Laerte Codonho, proprietário da fábrica de refrigerantes Dolly, declarou neste sábado (15) que irá recorrer da decisão da 4ª Vara de Itapecerica da Serra (SP), que o condenou a 11 anos, 10 meses e 4 dias de prisão por corrupção ativa, falsificação de documento e crime ambiental.
A decisão judicial foi publicada na sexta-feira (14).
O juiz Djalma Moreira Gomes Júnior negou ao empresário a substituição da prisão por medidas restritivas, como a tornozeleira eletrônica, além de determinar o pagamento de uma multa.
“Vamos recorrer com certeza”, afirmou Codonho.
Na denúncia, recebida pela Justiça em 2019, o Ministério Público acusou o empresário de “causar dano ambiental em terreno em São Lourenço da Serra, situado na Rodovia Regis Bitencourt”.
O empresário contesta a acusação, afirmando: “Na compra do imóvel, já constava autorização para exploração de uma lavra de água, e na mesma escritura tinha autorização para fazer o galpão para produção da água mineral. Quando comprei o imóvel, já tinha uma pré-autorização da Cetesb”.
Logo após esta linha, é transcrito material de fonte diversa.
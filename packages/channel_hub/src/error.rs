//! Error types for the dispatcher core.

/// Errors surfaced by the dispatcher core.
///
/// None of these reach the code that calls `broadcast`: resolution and
/// delivery faults are logged inside the dispatcher loop. The only error a
/// handle method returns is [`HubError::DispatcherStopped`].
#[derive(Debug, thiserror::Error)]
pub enum HubError {
    /// The dispatcher loop has exited and no longer accepts commands.
    #[error("dispatcher is not running")]
    DispatcherStopped,

    #[error("unsupported payload kind: {kind}")]
    UnsupportedKind { kind: String },

    #[error("payload does not match kind '{kind}': {reason}")]
    InvalidPayload { kind: String, reason: String },

    #[error("failed to render frame: {0}")]
    Render(#[from] serde_json::Error),

    #[error("transport error: {0}")]
    Transport(String),
}
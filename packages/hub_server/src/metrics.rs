//! Server metrics for observability
//!
//! Connection and publish counters for the HTTP/WebSocket front end. The
//! dispatcher keeps its own counters; `/metrics` reports both.

use channel_hub::StatsSnapshot;
use serde::{Deserialize, Serialize};
use std::sync::atomic::{AtomicU64, Ordering};
use std::time::Instant;

/// Server-wide metrics
#[derive(Debug, Default)]
pub struct ServerMetrics {
    // Connection metrics
    /// WebSocket upgrades that were attached to the dispatcher
    pub connections_accepted: AtomicU64,
    /// Upgrades that failed to attach (dispatcher stopped)
    pub connect_failures: AtomicU64,

    // Publish metrics
    /// Messages accepted by the publish endpoint
    pub messages_published: AtomicU64,
    /// Publish requests turned away
    pub publish_rejected: AtomicU64,

    /// Server start time (for uptime calculation)
    start_time: Option<Instant>,
}

impl ServerMetrics {
    pub fn new() -> Self {
        Self {
            start_time: Some(Instant::now()),
            ..Default::default()
        }
    }

    pub fn connection_accepted(&self) {
        self.connections_accepted.fetch_add(1, Ordering::Relaxed);
    }

    pub fn connect_failed(&self) {
        self.connect_failures.fetch_add(1, Ordering::Relaxed);
    }

    pub fn message_published(&self) {
        self.messages_published.fetch_add(1, Ordering::Relaxed);
    }

    pub fn publish_rejected(&self) {
        self.publish_rejected.fetch_add(1, Ordering::Relaxed);
    }

    /// Get uptime in seconds
    pub fn uptime_secs(&self) -> u64 {
        self.start_time.map(|t| t.elapsed().as_secs()).unwrap_or(0)
    }

    /// Create a snapshot, folding in the dispatcher's counters
    pub fn snapshot(&self, dispatcher: StatsSnapshot) -> MetricsSnapshot {
        MetricsSnapshot {
            uptime_secs: self.uptime_secs(),
            connections: ConnectionMetrics {
                accepted: self.connections_accepted.load(Ordering::Relaxed),
                failed: self.connect_failures.load(Ordering::Relaxed),
                active: dispatcher.active_clients,
            },
            publish: PublishMetrics {
                accepted: self.messages_published.load(Ordering::Relaxed),
                rejected: self.publish_rejected.load(Ordering::Relaxed),
            },
            dispatcher,
        }
    }
}

/// Snapshot of all metrics (serializable)
#[derive(Debug, Clone, Serialize, Deserialize)]
pub struct MetricsSnapshot {
    pub uptime_secs: u64,
    pub connections: ConnectionMetrics,
    pub publish: PublishMetrics,
    pub dispatcher: StatsSnapshot,
}

#[derive(Debug, Clone, Serialize, Deserialize)]
pub struct ConnectionMetrics {
    pub accepted: u64,
    pub failed: u64,
    pub active: u64,
}

#[derive(Debug, Clone, Serialize, Deserialize)]
pub struct PublishMetrics {
    pub accepted: u64,
    pub rejected: u64,
}

/// Health check response
#[derive(Debug, Clone, Serialize, Deserialize)]
pub struct HealthStatus {
    pub status: String,
    pub dispatcher_running: bool,
    pub shards: usize,
    pub connections: u64,
    pub uptime_secs: u64,
}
Sobre a acusação de falsificação de documentos, o dono da Dolly questionou a decisão da Justiça e afirmou que as assinaturas que constam no documento não são dele. “O laudo grafotécnico foi pedido pelo juiz que deu a sentença. O laudo confirmou que a assinatura não é minha. É uma loucura.”
O empresário também alegou que teve autorização da própria Comarca de Itapecerica para agilizar a conclusão da obra. “Uma coisa maluca… A própria Justiça disse que estava tudo ok para concluir a obra, e estou sendo condenado por crime ambiental”.
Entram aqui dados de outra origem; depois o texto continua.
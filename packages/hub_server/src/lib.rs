//! HTTP and WebSocket front end for the channel hub.

use axum::{
    Router,
    routing::{get, post},
};
use channel_hub::ShardedHandle;
use std::sync::Arc;
use tower_http::cors::CorsLayer;
use tower_http::trace::{MakeSpan, TraceLayer};
use uuid::Uuid;

pub mod config;
pub mod handlers;
pub mod metrics;
pub mod presence;
pub mod transport;

use crate::metrics::ServerMetrics;
use crate::presence::PresenceTracker;

#[derive(Clone)]
pub struct AppState {
    pub dispatcher: ShardedHandle,
    /// Also registered as the dispatcher's presence observer
    pub presence: Arc<PresenceTracker>,
    pub metrics: Arc<ServerMetrics>,
}

/// Custom span maker that adds a unique request ID to each incoming request
#[derive(Clone)]
struct RequestIdMakeSpan;

impl<B> MakeSpan<B> for RequestIdMakeSpan {
    fn make_span(&mut self, request: &axum::http::Request<B>) -> tracing::Span {
        let request_id = Uuid::new_v4().to_string();
        tracing::info_span!(
            "request",
            method = %request.method(),
            uri = %request.uri(),
            request_id = %request_id,
        )
    }
}

pub fn build_router(state: AppState) -> Router {
    Router::new()
        .route("/ws/{channel}", get(handlers::websocket_handler))
        .route(
            "/api/channels/{channel}/messages",
            post(handlers::publish_handler),
        )
        .route("/api/channels", get(handlers::channels_handler))
        .route("/api/presence", get(handlers::presence_handler))
        .route("/health", get(handlers::health_handler))
        .route("/metrics", get(handlers::metrics_handler))
        .layer(TraceLayer::new_for_http().make_span_with(RequestIdMakeSpan))
        .layer(CorsLayer::permissive())
        .with_state(state)
}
Quanto à condenação por corrupção, Codonho se defende, afirmando que as mensagens utilizadas no processo surgiram após a apreensão e perícia de um celular.
“O celular foi apreendido em 2018, periciado, e essas mensagens que eles colocaram que existiria nesse celular, que teria usado, colocaram num processo de 2019 (o ambiental), sendo que quando foi periciado o celular, nunca essas mensagens existiram, e seriam anteriores a 2018.”
A defesa de Laerte Codonho também solicitou a nulidade do processo, “em razão de a investigação ter sido realizada pelo Ministério Público sem a observância dos direitos fundamentais do acusado e do seu defensor”.
Além de Codonho, outras sete pessoas foram condenadas pela Justiça em primeira instância.